[Opening Extracted material section]

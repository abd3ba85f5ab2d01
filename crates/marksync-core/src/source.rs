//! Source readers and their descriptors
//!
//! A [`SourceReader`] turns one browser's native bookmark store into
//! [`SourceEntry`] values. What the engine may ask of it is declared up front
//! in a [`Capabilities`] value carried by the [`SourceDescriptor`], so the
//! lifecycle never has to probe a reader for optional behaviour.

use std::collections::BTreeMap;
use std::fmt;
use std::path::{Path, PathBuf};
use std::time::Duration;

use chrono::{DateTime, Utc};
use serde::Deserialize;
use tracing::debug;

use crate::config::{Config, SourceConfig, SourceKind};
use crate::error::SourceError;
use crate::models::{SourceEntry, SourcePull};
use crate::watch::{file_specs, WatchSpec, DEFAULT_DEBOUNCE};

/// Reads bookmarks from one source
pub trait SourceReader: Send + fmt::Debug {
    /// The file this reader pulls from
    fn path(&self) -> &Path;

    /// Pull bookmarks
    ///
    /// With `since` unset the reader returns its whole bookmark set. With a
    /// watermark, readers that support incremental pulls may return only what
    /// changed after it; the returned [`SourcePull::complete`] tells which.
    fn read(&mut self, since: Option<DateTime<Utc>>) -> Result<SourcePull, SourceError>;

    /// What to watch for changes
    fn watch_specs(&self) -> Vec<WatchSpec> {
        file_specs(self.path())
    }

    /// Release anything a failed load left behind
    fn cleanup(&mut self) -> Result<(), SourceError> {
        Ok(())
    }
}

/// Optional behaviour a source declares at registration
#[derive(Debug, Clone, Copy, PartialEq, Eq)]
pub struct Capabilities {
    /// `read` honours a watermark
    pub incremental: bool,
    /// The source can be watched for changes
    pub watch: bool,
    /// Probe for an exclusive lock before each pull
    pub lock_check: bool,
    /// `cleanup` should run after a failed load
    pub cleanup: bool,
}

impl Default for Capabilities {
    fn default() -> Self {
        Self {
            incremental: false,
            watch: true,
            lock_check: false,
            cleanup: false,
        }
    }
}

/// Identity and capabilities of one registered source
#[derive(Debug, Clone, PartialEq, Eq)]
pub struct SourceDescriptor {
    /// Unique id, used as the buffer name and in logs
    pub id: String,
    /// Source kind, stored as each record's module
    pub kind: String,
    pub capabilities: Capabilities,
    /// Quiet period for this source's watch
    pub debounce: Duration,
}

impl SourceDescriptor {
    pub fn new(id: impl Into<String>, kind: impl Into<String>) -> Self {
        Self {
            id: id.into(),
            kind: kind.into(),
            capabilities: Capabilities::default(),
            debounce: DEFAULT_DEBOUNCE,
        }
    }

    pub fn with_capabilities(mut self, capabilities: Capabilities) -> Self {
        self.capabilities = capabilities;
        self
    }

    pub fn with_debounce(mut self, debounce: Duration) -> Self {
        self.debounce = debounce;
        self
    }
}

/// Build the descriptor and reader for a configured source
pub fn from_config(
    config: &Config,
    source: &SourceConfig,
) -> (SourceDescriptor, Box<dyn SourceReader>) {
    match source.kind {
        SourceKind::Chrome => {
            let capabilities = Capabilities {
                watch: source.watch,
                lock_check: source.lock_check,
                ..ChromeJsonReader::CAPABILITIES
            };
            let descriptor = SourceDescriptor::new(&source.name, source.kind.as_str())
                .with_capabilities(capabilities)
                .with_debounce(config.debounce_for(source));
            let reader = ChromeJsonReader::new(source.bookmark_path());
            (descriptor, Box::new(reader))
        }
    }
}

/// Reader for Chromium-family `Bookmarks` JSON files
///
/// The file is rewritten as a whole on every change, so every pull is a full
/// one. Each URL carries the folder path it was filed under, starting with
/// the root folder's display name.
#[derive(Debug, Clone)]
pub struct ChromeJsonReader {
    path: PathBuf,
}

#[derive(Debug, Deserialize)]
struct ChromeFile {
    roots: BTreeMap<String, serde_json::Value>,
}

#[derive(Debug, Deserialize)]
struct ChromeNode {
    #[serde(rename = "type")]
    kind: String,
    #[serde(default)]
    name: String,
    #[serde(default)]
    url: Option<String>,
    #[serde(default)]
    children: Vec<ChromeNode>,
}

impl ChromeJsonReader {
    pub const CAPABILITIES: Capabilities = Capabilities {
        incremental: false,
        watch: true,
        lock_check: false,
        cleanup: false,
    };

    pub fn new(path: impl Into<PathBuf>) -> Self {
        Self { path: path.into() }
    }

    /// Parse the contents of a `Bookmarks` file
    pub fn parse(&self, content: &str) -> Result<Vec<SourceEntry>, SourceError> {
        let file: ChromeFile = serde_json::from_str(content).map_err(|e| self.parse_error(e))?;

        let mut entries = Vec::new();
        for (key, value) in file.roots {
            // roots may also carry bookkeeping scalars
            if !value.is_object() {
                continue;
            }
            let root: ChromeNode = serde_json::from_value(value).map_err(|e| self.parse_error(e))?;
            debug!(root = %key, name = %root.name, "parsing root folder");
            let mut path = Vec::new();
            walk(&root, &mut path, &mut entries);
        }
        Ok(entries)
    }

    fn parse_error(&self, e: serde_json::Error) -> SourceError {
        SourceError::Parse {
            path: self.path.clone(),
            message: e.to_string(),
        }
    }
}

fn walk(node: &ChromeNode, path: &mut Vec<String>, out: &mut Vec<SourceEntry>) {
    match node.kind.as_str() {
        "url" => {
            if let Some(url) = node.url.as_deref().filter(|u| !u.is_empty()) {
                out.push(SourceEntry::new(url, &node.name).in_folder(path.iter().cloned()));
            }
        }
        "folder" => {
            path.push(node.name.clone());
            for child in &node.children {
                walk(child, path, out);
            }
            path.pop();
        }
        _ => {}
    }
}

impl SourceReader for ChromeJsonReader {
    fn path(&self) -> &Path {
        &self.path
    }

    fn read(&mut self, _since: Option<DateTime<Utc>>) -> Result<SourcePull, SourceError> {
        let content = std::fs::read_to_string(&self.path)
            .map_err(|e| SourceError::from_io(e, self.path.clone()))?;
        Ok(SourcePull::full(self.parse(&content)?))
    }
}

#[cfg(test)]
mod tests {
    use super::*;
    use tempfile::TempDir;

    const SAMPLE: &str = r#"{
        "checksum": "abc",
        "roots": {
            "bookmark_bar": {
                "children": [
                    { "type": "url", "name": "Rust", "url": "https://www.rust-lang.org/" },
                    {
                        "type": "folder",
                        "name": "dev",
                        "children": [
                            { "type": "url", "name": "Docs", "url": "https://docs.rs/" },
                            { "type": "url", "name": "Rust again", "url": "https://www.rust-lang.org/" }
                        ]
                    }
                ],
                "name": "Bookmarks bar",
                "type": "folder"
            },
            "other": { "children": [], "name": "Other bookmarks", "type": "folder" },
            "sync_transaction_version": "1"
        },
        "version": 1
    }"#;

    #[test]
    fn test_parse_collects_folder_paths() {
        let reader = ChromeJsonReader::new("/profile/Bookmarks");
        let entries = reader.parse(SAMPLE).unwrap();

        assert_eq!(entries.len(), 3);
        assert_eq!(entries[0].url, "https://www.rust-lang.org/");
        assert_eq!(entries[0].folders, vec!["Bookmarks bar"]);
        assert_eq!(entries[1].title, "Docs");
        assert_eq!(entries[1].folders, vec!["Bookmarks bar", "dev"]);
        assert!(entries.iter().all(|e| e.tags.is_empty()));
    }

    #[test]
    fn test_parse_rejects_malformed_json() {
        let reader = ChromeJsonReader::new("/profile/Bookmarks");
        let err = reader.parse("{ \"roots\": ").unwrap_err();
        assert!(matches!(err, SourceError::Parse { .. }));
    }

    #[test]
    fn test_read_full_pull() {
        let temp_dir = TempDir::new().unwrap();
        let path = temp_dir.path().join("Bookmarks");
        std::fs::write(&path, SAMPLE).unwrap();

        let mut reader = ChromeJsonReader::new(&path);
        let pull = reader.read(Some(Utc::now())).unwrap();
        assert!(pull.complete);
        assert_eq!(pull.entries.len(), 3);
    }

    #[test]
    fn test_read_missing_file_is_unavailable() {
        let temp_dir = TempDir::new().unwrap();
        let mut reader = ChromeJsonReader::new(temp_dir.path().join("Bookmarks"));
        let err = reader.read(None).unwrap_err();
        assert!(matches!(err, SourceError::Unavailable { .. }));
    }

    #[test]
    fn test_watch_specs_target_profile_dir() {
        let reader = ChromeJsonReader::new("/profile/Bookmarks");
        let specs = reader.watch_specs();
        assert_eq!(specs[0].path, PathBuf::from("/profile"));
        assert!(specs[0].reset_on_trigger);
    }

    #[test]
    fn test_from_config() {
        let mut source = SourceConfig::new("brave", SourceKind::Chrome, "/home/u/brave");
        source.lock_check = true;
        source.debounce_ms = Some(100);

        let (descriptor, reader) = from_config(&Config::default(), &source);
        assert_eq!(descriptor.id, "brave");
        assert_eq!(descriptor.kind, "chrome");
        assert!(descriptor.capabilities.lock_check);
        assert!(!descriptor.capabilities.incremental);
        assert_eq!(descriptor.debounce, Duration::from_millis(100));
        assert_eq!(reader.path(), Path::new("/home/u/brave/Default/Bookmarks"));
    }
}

[Closing Extracted material section]
[Opening Extracted material section]

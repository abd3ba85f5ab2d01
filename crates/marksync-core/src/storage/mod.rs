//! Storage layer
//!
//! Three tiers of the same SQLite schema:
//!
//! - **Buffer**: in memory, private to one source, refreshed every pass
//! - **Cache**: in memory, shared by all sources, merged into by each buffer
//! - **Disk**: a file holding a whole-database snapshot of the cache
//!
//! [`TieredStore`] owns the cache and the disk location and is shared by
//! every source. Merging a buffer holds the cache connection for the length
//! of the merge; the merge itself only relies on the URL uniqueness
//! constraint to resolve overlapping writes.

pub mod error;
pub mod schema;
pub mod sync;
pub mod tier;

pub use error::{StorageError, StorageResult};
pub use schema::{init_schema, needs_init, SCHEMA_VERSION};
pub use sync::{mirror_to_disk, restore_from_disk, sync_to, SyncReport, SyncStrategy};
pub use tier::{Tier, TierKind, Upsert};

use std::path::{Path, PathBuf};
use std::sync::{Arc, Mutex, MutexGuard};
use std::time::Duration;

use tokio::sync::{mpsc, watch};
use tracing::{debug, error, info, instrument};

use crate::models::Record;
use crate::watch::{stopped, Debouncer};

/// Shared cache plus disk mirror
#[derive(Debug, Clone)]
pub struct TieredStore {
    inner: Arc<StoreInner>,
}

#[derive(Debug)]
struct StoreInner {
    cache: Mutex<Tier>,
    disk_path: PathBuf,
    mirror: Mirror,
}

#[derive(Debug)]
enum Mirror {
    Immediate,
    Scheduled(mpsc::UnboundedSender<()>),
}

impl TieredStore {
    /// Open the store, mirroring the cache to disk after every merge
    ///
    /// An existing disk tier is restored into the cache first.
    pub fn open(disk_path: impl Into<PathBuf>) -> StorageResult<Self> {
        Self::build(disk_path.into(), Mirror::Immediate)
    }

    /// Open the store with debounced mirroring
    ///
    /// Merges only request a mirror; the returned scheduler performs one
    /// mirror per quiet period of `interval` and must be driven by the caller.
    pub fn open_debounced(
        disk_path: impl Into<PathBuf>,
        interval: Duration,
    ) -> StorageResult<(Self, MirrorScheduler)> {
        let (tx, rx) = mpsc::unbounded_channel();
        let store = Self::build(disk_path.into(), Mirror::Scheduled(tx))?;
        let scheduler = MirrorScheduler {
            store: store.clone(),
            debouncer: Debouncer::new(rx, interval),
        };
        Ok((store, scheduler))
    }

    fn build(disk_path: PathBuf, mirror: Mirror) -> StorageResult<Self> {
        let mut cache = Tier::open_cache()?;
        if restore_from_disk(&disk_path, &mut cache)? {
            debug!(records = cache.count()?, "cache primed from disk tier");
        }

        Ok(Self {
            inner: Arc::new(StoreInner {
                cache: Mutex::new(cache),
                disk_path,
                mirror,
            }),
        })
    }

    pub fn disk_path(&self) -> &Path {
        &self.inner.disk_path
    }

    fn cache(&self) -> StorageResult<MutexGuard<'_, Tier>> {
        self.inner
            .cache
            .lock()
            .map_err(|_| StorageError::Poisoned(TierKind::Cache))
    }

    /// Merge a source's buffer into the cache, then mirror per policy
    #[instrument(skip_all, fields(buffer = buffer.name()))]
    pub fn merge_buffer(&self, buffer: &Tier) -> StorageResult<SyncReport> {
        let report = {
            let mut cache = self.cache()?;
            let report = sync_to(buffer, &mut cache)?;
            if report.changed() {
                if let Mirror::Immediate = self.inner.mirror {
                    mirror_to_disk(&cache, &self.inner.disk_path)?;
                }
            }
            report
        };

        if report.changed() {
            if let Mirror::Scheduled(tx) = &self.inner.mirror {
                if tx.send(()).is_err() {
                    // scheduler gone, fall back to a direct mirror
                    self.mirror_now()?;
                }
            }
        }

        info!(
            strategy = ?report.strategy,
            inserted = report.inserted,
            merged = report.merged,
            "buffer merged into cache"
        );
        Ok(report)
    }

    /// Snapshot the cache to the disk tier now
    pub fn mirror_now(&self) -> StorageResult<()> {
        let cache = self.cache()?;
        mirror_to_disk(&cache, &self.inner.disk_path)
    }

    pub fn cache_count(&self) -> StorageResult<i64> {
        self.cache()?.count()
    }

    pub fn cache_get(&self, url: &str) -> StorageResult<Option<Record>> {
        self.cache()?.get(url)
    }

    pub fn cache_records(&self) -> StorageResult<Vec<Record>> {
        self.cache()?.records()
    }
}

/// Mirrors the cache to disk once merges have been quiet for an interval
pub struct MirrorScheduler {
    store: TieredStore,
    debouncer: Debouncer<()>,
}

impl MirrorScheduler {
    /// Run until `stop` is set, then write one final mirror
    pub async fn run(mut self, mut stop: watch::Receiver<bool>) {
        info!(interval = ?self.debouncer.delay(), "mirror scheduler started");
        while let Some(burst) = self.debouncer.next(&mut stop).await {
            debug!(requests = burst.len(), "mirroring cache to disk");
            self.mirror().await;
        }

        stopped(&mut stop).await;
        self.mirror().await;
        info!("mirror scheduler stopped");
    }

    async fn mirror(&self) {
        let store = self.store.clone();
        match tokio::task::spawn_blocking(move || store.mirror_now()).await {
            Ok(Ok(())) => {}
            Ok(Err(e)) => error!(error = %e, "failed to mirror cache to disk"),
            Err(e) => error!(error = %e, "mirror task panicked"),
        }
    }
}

[Closing Extracted material section]

Work task >>
In the records above, find each line holding "home" and copy it.

Finished task >>
        let mut source = SourceConfig::new("brave", SourceKind::Chrome, "/home/u/brave");
        assert_eq!(reader.path(), Path::new("/home/u/brave/Default/Bookmarks"));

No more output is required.